* [TASK BRIEF]
Send back exactly the lines from the opening line of the records below through the one with "fn scheme(attrs: &[&str])".

Collected data entries:
_ _ _ _ _ _ _
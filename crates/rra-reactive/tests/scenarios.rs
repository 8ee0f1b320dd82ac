//! Integration tests for the six testable scenarios of spec.md §8.

use rra_algebra::{ConcreteRelation, Equijoin, Project, RelationRef, Rename, Select};
use rra_core::{Attribute, Error, Expr, Row, Scheme, Value};
use rra_incremental::{ChangeLoggingRelation, MutableRelation};
use rra_reactive::{
    Action, AsyncContentObserver, AsyncDeltaObserver, ChangeLogLeaf, ChannelContext, ImmediateContext, ObserverRegistry,
    UpdateManager,
};
use std::cell::RefCell;
use std::rc::Rc;
use std::sync::Arc;

fn scheme(attrs: &[&str]) -> Arc<Scheme> {
    Arc::new(Scheme::new(attrs.iter().map(|a| Attribute::new(*a))))
}

fn row(scheme: &Arc<Scheme>, values: Vec<Value>) -> Row {
    Row::new(scheme.clone(), values).unwrap()
}

fn change_log_leaf(scheme: Arc<Scheme>) -> (Rc<ChangeLogLeaf>, Rc<RefCell<ChangeLoggingRelation>>) {
    let underlying: Rc<RefCell<dyn MutableRelation>> = Rc::new(RefCell::new(ConcreteRelation::empty(scheme)));
    let log = Rc::new(RefCell::new(ChangeLoggingRelation::new(underlying).unwrap()));
    (ChangeLogLeaf::new(log.clone()), log)
}

/// Logs every callback it receives, in order, as a short tag string — the
/// shape every scenario below asserts against.
#[derive(Default)]
struct Recorder {
    log: Rc<RefCell<Vec<String>>>,
}

impl Recorder {
    fn handle(&self) -> Rc<RefCell<Vec<String>>> {
        self.log.clone()
    }
}

struct ContentObserver {
    log: Rc<RefCell<Vec<String>>>,
}

impl AsyncContentObserver for ContentObserver {
    fn will_change(&mut self) {
        self.log.borrow_mut().push("will_change".into());
    }

    fn new_contents(&mut self, rows: &[Row]) {
        let mut names: Vec<String> = rows.iter().map(|r| format!("{:?}", r.values())).collect();
        names.sort();
        self.log.borrow_mut().push(format!("new_contents:{}", names.join(",")));
    }

    fn error(&mut self, err: &Error) {
        self.log.borrow_mut().push(format!("error:{err}"));
    }

    fn did_change(&mut self) {
        self.log.borrow_mut().push("did_change".into());
    }
}

struct DeltaObserver {
    log: Rc<RefCell<Vec<String>>>,
}

impl AsyncDeltaObserver for DeltaObserver {
    fn will_change(&mut self) {
        self.log.borrow_mut().push("will_change".into());
    }

    fn added_rows(&mut self, rows: &[Row]) {
        let mut names: Vec<String> = rows.iter().map(|r| format!("{:?}", r.values())).collect();
        names.sort();
        self.log.borrow_mut().push(format!("added:{}", names.join(",")));
    }

    fn removed_rows(&mut self, rows: &[Row]) {
        let mut names: Vec<String> = rows.iter().map(|r| format!("{:?}", r.values())).collect();
        names.sort();
        self.log.borrow_mut().push(format!("removed:{}", names.join(",")));
    }

    fn error(&mut self, err: &Error) {
        self.log.borrow_mut().push(format!("error:{err}"));
    }

    fn did_change(&mut self) {
        self.log.borrow_mut().push("did_change".into());
    }
}

// --------------------------------------------------------------- S1 ---

#[test]
fn s1_basic_delta_reaches_a_dependent_observer() {
    let people = scheme(&["id", "name"]);
    let (leaf, log) = change_log_leaf(people.clone());
    log.borrow_mut().add(row(&people, vec![Value::Integer(1), Value::Text("cat".into())])).unwrap();

    let selected: RelationRef = Rc::new(Select::new(leaf.clone(), Expr::attr("id").eq(Expr::constant(1i64))));
    let projected: RelationRef = Rc::new(Project::new(selected, scheme(&["name"])).unwrap());

    let registry = ObserverRegistry::new();
    let recorder = Recorder::default();
    let _remover = registry.register_async_content(&projected, ContentObserver { log: recorder.handle() });

    let manager = UpdateManager::new(ImmediateContext, registry);
    manager.register(Action::Update {
        database: Rc::new(RefCell::new(rra_incremental::TransactionalDatabase::new())),
        relation: leaf,
        predicate: Expr::attr("id").eq(Expr::constant(1i64)),
        new_values: vec![(Attribute::new("name"), Value::Text("kat".into()))],
    });

    let log = recorder.handle();
    assert_eq!(
        *log.borrow(),
        vec!["will_change".to_string(), "new_contents:[Text(\"kat\")]".to_string(), "did_change".to_string()]
    );
}

// --------------------------------------------------------------- S2 ---

#[test]
fn s2_unrelated_mutation_produces_no_notification() {
    let people = scheme(&["id", "name"]);
    let (leaf, _log) = change_log_leaf(people.clone());

    let selected: RelationRef = Rc::new(Select::new(leaf.clone(), Expr::attr("id").eq(Expr::constant(1i64))));

    let registry = ObserverRegistry::new();
    let recorder = Recorder::default();
    let _remover = registry.register_async_content(&selected, ContentObserver { log: recorder.handle() });

    let manager = UpdateManager::new(ImmediateContext, registry);
    manager.register(Action::Add {
        database: Rc::new(RefCell::new(rra_incremental::TransactionalDatabase::new())),
        relation: leaf,
        row: row(&people, vec![Value::Integer(3), Value::Text("fish".into())]),
    });

    assert!(recorder.handle().borrow().is_empty());
}

// --------------------------------------------------------------- S3 ---

#[test]
fn s3_ordered_row_update_leaves_siblings_untouched() {
    let items = scheme(&["id", "parent", "position"]);
    let (leaf, log) = change_log_leaf(items.clone());
    {
        let mut log = log.borrow_mut();
        log.add(row(&items, vec![Value::Integer(1), Value::Integer(0), Value::Integer(0)])).unwrap();
        log.add(row(&items, vec![Value::Integer(2), Value::Integer(0), Value::Integer(1)])).unwrap();
        log.add(row(&items, vec![Value::Integer(3), Value::Integer(0), Value::Integer(2)])).unwrap();
    }

    let whole: RelationRef = leaf.clone();
    let registry = ObserverRegistry::new();
    let recorder = Recorder::default();
    let _remover = registry.register_async_content(&whole, ContentObserver { log: recorder.handle() });

    let manager = UpdateManager::new(ImmediateContext, registry);
    manager.register(Action::Update {
        database: Rc::new(RefCell::new(rra_incremental::TransactionalDatabase::new())),
        relation: leaf.clone(),
        predicate: Expr::attr("id").eq(Expr::constant(3i64)),
        new_values: vec![(Attribute::new("position"), Value::Integer(0))],
    });

    let after = leaf.as_ref();
    let materialized = rra_algebra::materialize(after).unwrap();
    assert!(materialized.contains(&row(&items, vec![Value::Integer(1), Value::Integer(0), Value::Integer(0)])));
    assert!(materialized.contains(&row(&items, vec![Value::Integer(2), Value::Integer(0), Value::Integer(1)])));
    assert!(materialized.contains(&row(&items, vec![Value::Integer(3), Value::Integer(0), Value::Integer(0)])));

    let log = recorder.handle();
    assert_eq!(log.borrow().iter().filter(|e| *e == "will_change").count(), 1);
    assert_eq!(log.borrow().iter().filter(|e| *e == "did_change").count(), 1);
}

// --------------------------------------------------------------- S4 ---

#[test]
fn s4_restore_snapshot_emits_exactly_one_bracket() {
    let people = scheme(&["id", "name"]);
    let underlying: Rc<RefCell<dyn MutableRelation>> = Rc::new(RefCell::new(ConcreteRelation::empty(people.clone())));
    let log = Rc::new(RefCell::new(ChangeLoggingRelation::new(underlying).unwrap()));
    let mut db = rra_incremental::TransactionalDatabase::new();
    db.add_relation("people", log.clone());
    let database = Rc::new(RefCell::new(db));

    let leaf = ChangeLogLeaf::new(log);
    let whole: RelationRef = leaf.clone();

    let registry = ObserverRegistry::new();
    let recorder = Recorder::default();
    let _remover = registry.register_async_content(&whole, ContentObserver { log: recorder.handle() });
    let manager = UpdateManager::new(ImmediateContext, registry);

    let before = database.borrow().take_snapshot();
    manager.register(Action::Add {
        database: database.clone(),
        relation: leaf.clone(),
        row: row(&people, vec![Value::Integer(1), Value::Text("cat".into())]),
    });
    assert_eq!(recorder.handle().borrow().iter().filter(|e| *e == "did_change").count(), 1);

    manager.register(Action::RestoreSnapshot { database: database.clone(), snapshot: Rc::new(before) });

    let log = recorder.handle();
    assert_eq!(log.borrow().iter().filter(|e| *e == "did_change").count(), 2);
    let materialized = rra_algebra::materialize(leaf.as_ref()).unwrap();
    assert_eq!(materialized.len(), 0);
}

/// A restore that shrinks a root's content must report the rows that
/// disappeared as `removed`, not just report everything left over as
/// `added` — spec.md §8 invariant 4 (`eval(E after M) = (eval(E before M)
/// ∪ added) \ removed`).
#[test]
fn s4_restore_snapshot_reports_removed_rows_to_a_delta_observer() {
    let people = scheme(&["id", "name"]);
    let underlying: Rc<RefCell<dyn MutableRelation>> = Rc::new(RefCell::new(ConcreteRelation::empty(people.clone())));
    let log = Rc::new(RefCell::new(ChangeLoggingRelation::new(underlying).unwrap()));
    let mut db = rra_incremental::TransactionalDatabase::new();
    db.add_relation("people", log.clone());
    let database = Rc::new(RefCell::new(db));

    let leaf = ChangeLogLeaf::new(log);
    let whole: RelationRef = leaf.clone();

    let registry = ObserverRegistry::new();
    let recorder = Recorder::default();
    let _remover = registry.register_async_delta(&whole, DeltaObserver { log: recorder.handle() });
    let manager = UpdateManager::new(ImmediateContext, registry);

    manager.register(Action::Add {
        database: database.clone(),
        relation: leaf.clone(),
        row: row(&people, vec![Value::Integer(1), Value::Text("cat".into())]),
    });
    let before = database.borrow().take_snapshot();
    manager.register(Action::Add {
        database: database.clone(),
        relation: leaf.clone(),
        row: row(&people, vec![Value::Integer(2), Value::Text("dog".into())]),
    });
    recorder.handle().borrow_mut().clear();

    manager.register(Action::RestoreSnapshot { database: database.clone(), snapshot: Rc::new(before) });

    let log = recorder.handle();
    assert_eq!(log.borrow().iter().filter(|e| *e == "will_change").count(), 1);
    assert_eq!(log.borrow().iter().filter(|e| *e == "did_change").count(), 1);
    assert!(!log.borrow().iter().any(|e| e.starts_with("added:")));
    assert!(log.borrow().iter().any(|e| e == "removed:[Integer(2), Text(\"dog\")]"));

    let materialized = rra_algebra::materialize(leaf.as_ref()).unwrap();
    assert_eq!(materialized.len(), 1);
    assert!(materialized.contains(&row(&people, vec![Value::Integer(1), Value::Text("cat".into())])));
}

// --------------------------------------------------------------- S5 ---

#[test]
fn s5_rename_over_equijoin_combines_rows_added_in_one_batch() {
    let routes_scheme = scheme(&["number", "from", "to"]);
    let based_scheme = scheme(&["pilot", "airport"]);
    let (routes, _routes_log) = change_log_leaf(routes_scheme.clone());
    let (based, _based_log) = change_log_leaf(based_scheme.clone());

    let renamed_based: RelationRef = Rc::new(
        Rename::new(based.clone(), vec![(Attribute::new("airport"), Attribute::new("from"))]).unwrap(),
    );
    let joined: RelationRef = Rc::new(
        Equijoin::new(routes.clone(), renamed_based, vec![(Attribute::new("from"), Attribute::new("from"))]).unwrap(),
    );

    let registry = ObserverRegistry::new();
    let recorder = Recorder::default();
    let _remover = registry.register_async_content(&joined, ContentObserver { log: recorder.handle() });

    let context = ChannelContext::new();
    let pump = context.clone();
    let manager = UpdateManager::new(context, registry);

    // Both registrations land in the channel before anything drains, so
    // they apply as one batch (spec.md §5: one row added to each side in
    // the same batch yields the combined row exactly once).
    manager.register(Action::Add {
        database: Rc::new(RefCell::new(rra_incremental::TransactionalDatabase::new())),
        relation: routes.clone(),
        row: row(&routes_scheme, vec![Value::Integer(117), Value::Text("Atlanta".into()), Value::Text("Boston".into())]),
    });
    manager.register(Action::Add {
        database: Rc::new(RefCell::new(rra_incremental::TransactionalDatabase::new())),
        relation: based.clone(),
        row: row(&based_scheme, vec![Value::Text("Temple".into()), Value::Text("Atlanta".into())]),
    });
    pump.pump();

    let log = recorder.handle();
    assert_eq!(log.borrow().iter().filter(|e| *e == "will_change").count(), 1);
    assert_eq!(log.borrow().iter().filter(|e| *e == "did_change").count(), 1);

    let materialized = rra_algebra::materialize(joined.as_ref()).unwrap();
    assert_eq!(materialized.len(), 1);
}

// --------------------------------------------------------------- S6 ---

struct ReentrantObserver {
    log: Rc<RefCell<Vec<String>>>,
    manager: Rc<UpdateManager<ImmediateContext>>,
    relation: Rc<ChangeLogLeaf>,
    database: Rc<RefCell<rra_incremental::TransactionalDatabase>>,
    scheme: Arc<Scheme>,
    fired: RefCell<bool>,
}

impl AsyncContentObserver for ReentrantObserver {
    fn will_change(&mut self) {
        self.log.borrow_mut().push("will_change".into());
    }

    fn new_contents(&mut self, rows: &[Row]) {
        self.log.borrow_mut().push(format!("new_contents:{}", rows.len()));
    }

    fn error(&mut self, err: &Error) {
        self.log.borrow_mut().push(format!("error:{err}"));
    }

    fn did_change(&mut self) {
        self.log.borrow_mut().push("did_change".into());
        if !*self.fired.borrow() {
            *self.fired.borrow_mut() = true;
            self.manager.register(Action::Add {
                database: self.database.clone(),
                relation: self.relation.clone(),
                row: row(&self.scheme, vec![Value::Integer(2), Value::Text("second".into())]),
            });
        }
    }
}

#[test]
fn s6_reentrant_registration_from_did_change_drains_in_the_same_call() {
    let people = scheme(&["id", "name"]);
    let (leaf, _log) = change_log_leaf(people.clone());
    let whole: RelationRef = leaf.clone();

    let registry = ObserverRegistry::new();
    let recorder_log = Rc::new(RefCell::new(Vec::new()));
    let manager = UpdateManager::new(ImmediateContext, registry.clone());
    let database = Rc::new(RefCell::new(rra_incremental::TransactionalDatabase::new()));

    let _remover = registry.register_async_content(
        &whole,
        ReentrantObserver {
            log: recorder_log.clone(),
            manager: manager.clone(),
            relation: leaf.clone(),
            database: database.clone(),
            scheme: people.clone(),
            fired: RefCell::new(false),
        },
    );

    manager.register(Action::Add {
        database: database.clone(),
        relation: leaf.clone(),
        row: row(&people, vec![Value::Integer(1), Value::Text("first".into())]),
    });

    let log = recorder_log.borrow();
    let will_changes = log.iter().filter(|e| *e == "will_change").count();
    let did_changes = log.iter().filter(|e| *e == "did_change").count();
    assert_eq!(will_changes, did_changes);
    assert_eq!(will_changes, 2);

    let materialized = rra_algebra::materialize(leaf.as_ref()).unwrap();
    assert_eq!(materialized.len(), 2);
}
_ _ _ _ _ _ _
* [YOUR SOLUTION]
filename crates/rra-reactive/tests/scenarios.rs
repository 8ee0f1b320dd82ac
//! Integration tests for the six testable scenarios of spec.md §8.

use rra_algebra::{ConcreteRelation, Equijoin, Project, RelationRef, Rename, Select};
use rra_core::{Attribute, Error, Expr, Row, Scheme, Value};
use rra_incremental::{ChangeLoggingRelation, MutableRelation};
use rra_reactive::{
    Action, AsyncContentObserver, AsyncDeltaObserver, ChangeLogLeaf, ChannelContext, ImmediateContext, ObserverRegistry,
    UpdateManager,
};
use std::cell::RefCell;
use std::rc::Rc;
use std::sync::Arc;

fn scheme(attrs: &[&str]) -> Arc<Scheme> {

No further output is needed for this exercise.